İŞLERİMİZDE İSTİŞARE

İştişare, bir konu hakkında bir bilene danışma ve onun görüşünü almak demektir.

 İştişare islam dininin emirlerindendir. Kuran-ı Kerim de cenab-ı Allah şöyle emreder: “yapacağın işler hakkında danış azmedip karar verince de Allah a dayanıp güven”(Al-i İmran:159).

Peygamber(as) Cenab-ı Allah ‘ın bu emrine uyarak birçok konuda ashabı ile iştişare etmiştir. 

Kuran-ı Kerim de müminin vasıflarından biride “Aralarında işlerini danışarak yaparlar” denmiştir. (Şura: 38) 

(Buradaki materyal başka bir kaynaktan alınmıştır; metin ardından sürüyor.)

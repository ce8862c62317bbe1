use thiserror::Error;

/// Errors surfaced by the conversation session.
///
/// The session never lets a remote failure escape as anything other than
/// `AssistantUnavailable`; the class of failure (connection, status,
/// malformed body, missing reply) is not distinguished past this boundary.
#[derive(Debug, Error)]
pub enum SessionError {
    #[error("no products selected")]
    EmptySelection,

    #[error("question is empty")]
    EmptyQuestion,

    #[error("assistant unavailable: {0}")]
    AssistantUnavailable(String),
}

/// Errors from the remote assistant client.
#[derive(Debug, Error)]
pub enum ClientError {
    #[error("connection error: {0}")]
    Connection(String),

    #[error("unexpected status {code}: {body}")]
    Status { code: u16, body: String },

    #[error("deserialization error: {0}")]
    Deserialization(String),

    #[error("response contained no reply")]
    MissingReply,
}

/// Errors from catalog loading.
#[derive(Debug, Error)]
pub enum CatalogError {
    #[error("catalog read error: {0}")]
    Read(String),

    #[error("catalog parse error: {0}")]
    Parse(String),
}

/// Errors from selection persistence.
///
/// A malformed persisted selection is NOT an error: stores recover it
/// silently by resetting to an empty selection.
#[derive(Debug, Error)]
pub enum StorageError {
    #[error("storage read error: {0}")]
    Read(String),

    #[error("storage write error: {0}")]
    Write(String),
}
//! Configuration loader and data directory layout.
//!
//! Reads `config.toml` from the data directory (`~/.lustre/` in production)
//! and deserializes it into [`AppConfig`]. Falls back to defaults when the
//! file is missing or malformed.

use std::path::{Path, PathBuf};

use lustre_types::config::AppConfig;

/// Resolve the default data directory: `~/.lustre`, or `./.lustre` when no
/// home directory can be determined.
pub fn default_data_dir() -> PathBuf {
    dirs::home_dir()
        .map(|home| home.join(".lustre"))
        .unwrap_or_else(|| PathBuf::from(".lustre"))
}

/// The persisted selection path: `{data_dir}/selection.json`.
pub fn selection_path(data_dir: &Path) -> PathBuf {
    data_dir.join("selection.json")
}

/// The catalog path: the config override when set, `{data_dir}/products.json`
/// otherwise.
pub fn catalog_path(config: &AppConfig, data_dir: &Path) -> PathBuf {
    config
        .catalog_path
        .clone()
        .unwrap_or_else(|| data_dir.join("products.json"))
}

/// Load application configuration from `{data_dir}/config.toml`.
///
/// - Missing file: returns [`AppConfig::default()`].
/// - Unreadable or unparseable file: logs a warning, returns the default.
pub async fn load_config(data_dir: &Path) -> AppConfig {
    let config_path = data_dir.join("config.toml");

    let content = match tokio::fs::read_to_string(&config_path).await {
        Ok(content) => content,
        Err(err) if err.kind() == std::io::ErrorKind::NotFound => {
            tracing::debug!("No config.toml at {}, using defaults", config_path.display());
            return AppConfig::default();
        }
        Err(err) => {
            tracing::warn!("Failed to read {}: {err}, using defaults", config_path.display());
            return AppConfig::default();
        }
    };

    match toml::from_str::<AppConfig>(&content) {
        Ok(config) => config,
        Err(err) => {
            tracing::warn!(
                "Failed to parse {}: {err}, using defaults",
                config_path.display()
            );
            AppConfig::default()
        }
    }
}

#[cfg(test)]
mod tests {
    use super::*;
    use lustre_types::config::{DEFAULT_ENDPOINT, DEFAULT_MODEL};
    use tempfile::TempDir;

    #[tokio::test]
    async fn test_missing_file_returns_default() {
        let tmp = TempDir::new().unwrap();
        let config = load_config(tmp.path()).await;
        assert_eq!(config.endpoint, DEFAULT_ENDPOINT);
        assert_eq!(config.model, DEFAULT_MODEL);
    }

    #[tokio::test]
    async fn test_valid_toml_returns_parsed() {
        let tmp = TempDir::new().unwrap();
        tokio::fs::write(
            tmp.path().join("config.toml"),
            r#"
endpoint = "https://chat.example.test/"
model = "gpt-4o-mini"
request_timeout_secs = 45
"#,
        )
        .await
        .unwrap();

        let config = load_config(tmp.path()).await;
        assert_eq!(config.endpoint, "https://chat.example.test/");
        assert_eq!(config.model, "gpt-4o-mini");
        assert_eq!(config.request_timeout_secs, 45);
    }

    #[tokio::test]
    async fn test_invalid_toml_returns_default() {
        let tmp = TempDir::new().unwrap();
        tokio::fs::write(tmp.path().join("config.toml"), "this is not { valid toml !!!")
            .await
            .unwrap();

        let config = load_config(tmp.path()).await;
        assert_eq!(config.endpoint, DEFAULT_ENDPOINT);
    }

    #[test]
    fn test_catalog_path_override() {
        let config = AppConfig {
            catalog_path: Some(PathBuf::from("/srv/products.json")),
            ..AppConfig::default()
        };
        assert_eq!(
            catalog_path(&config, Path::new("/home/x/.lustre")),
            PathBuf::from("/srv/products.json")
        );
    }

    #[test]
    fn test_catalog_path_default_under_data_dir() {
        let config = AppConfig::default();
        assert_eq!(
            catalog_path(&config, Path::new("/home/x/.lustre")),
            PathBuf::from("/home/x/.lustre/products.json")
        );
    }

    #[test]
    fn test_selection_path() {
        assert_eq!(
            selection_path(Path::new("/data")),
            PathBuf::from("/data/selection.json")
        );
    }
}
//! CLI command definitions and dispatch for the `lustre` binary.
//!
//! Uses clap derive macros for argument parsing. Commands follow the
//! catalog workflow: browse products, curate a selection, then generate a
//! routine and chat about it.

pub mod products;
pub mod routine;
pub mod selection;

use std::path::PathBuf;

use clap::{Parser, Subcommand};
use clap_complete::Shell;

/// Browse a cosmetics catalog and generate beauty routines with an AI assistant.
#[derive(Parser)]
#[command(name = "lustre", version, about, long_about = None)]
#[command(propagate_version = true)]
pub struct Cli {
    /// Output machine-readable JSON instead of styled text.
    #[arg(long, global = true)]
    pub json: bool,

    /// Suppress all output except errors.
    #[arg(long, global = true)]
    pub quiet: bool,

    /// Detailed output (-v for verbose, -vv for debug/trace).
    #[arg(short, long, action = clap::ArgAction::Count, global = true)]
    pub verbose: u8,

    /// Data directory (defaults to ~/.lustre).
    #[arg(long, global = true)]
    pub data_dir: Option<PathBuf>,

    /// Catalog JSON file (defaults to {data_dir}/products.json).
    #[arg(long, global = true)]
    pub catalog: Option<PathBuf>,

    #[command(subcommand)]
    pub command: Commands,
}

#[derive(Subcommand)]
pub enum Commands {
    /// List catalog products, optionally filtered.
    #[command(alias = "ls")]
    Products {
        /// Only show products in this category (exact match).
        #[arg(long)]
        category: Option<String>,

        /// Only show products whose name, brand, or description contains
        /// this term (case-insensitive).
        #[arg(long)]
        search: Option<String>,
    },

    /// Add a product to the selection.
    Select {
        /// Product id to select.
        id: u32,
    },

    /// Remove a product from the selection.
    Deselect {
        /// Product id to deselect.
        id: u32,
    },

    /// Show the current selection.
    Selection {
        #[command(subcommand)]
        action: Option<SelectionAction>,
    },

    /// Generate a routine from the selection, then chat about it.
    Routine {
        /// Write the conversation as an HTML transcript file on exit.
        #[arg(long)]
        transcript: Option<PathBuf>,
    },

    /// Generate shell completions.
    Completions {
        /// Shell to generate completions for.
        shell: Shell,
    },
}

#[derive(Subcommand)]
pub enum SelectionAction {
    /// Remove every product from the selection.
    Clear,
}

Devlet adamları işleri doğru yapabilmek için iştişare toplantıları yaparlar.

Peygamber(as) vahiy gelmeyen konularda tek başına karar vermemiş ashabının ileri gelenleri ile iştişare etmiştir. 

İstişareye edilen konuda yanılma çok az olur. Genellikle doğru neticelenir. Çünkü ne demişler; Akıl akıldan üstündür. 

İştişare, Cenab-ı Allah ın emri olduğundan hayırla neticelenir.

İnsan yanılan hata eden yanlış karar veren ve bilgisi sınırlı olan bir varlıktır. Cenab-ı Allah insanı başı boş bırakmamış Peygamber’ler kitaplar göndermiş danışılmasını, istişare edilmesini emretmiştir.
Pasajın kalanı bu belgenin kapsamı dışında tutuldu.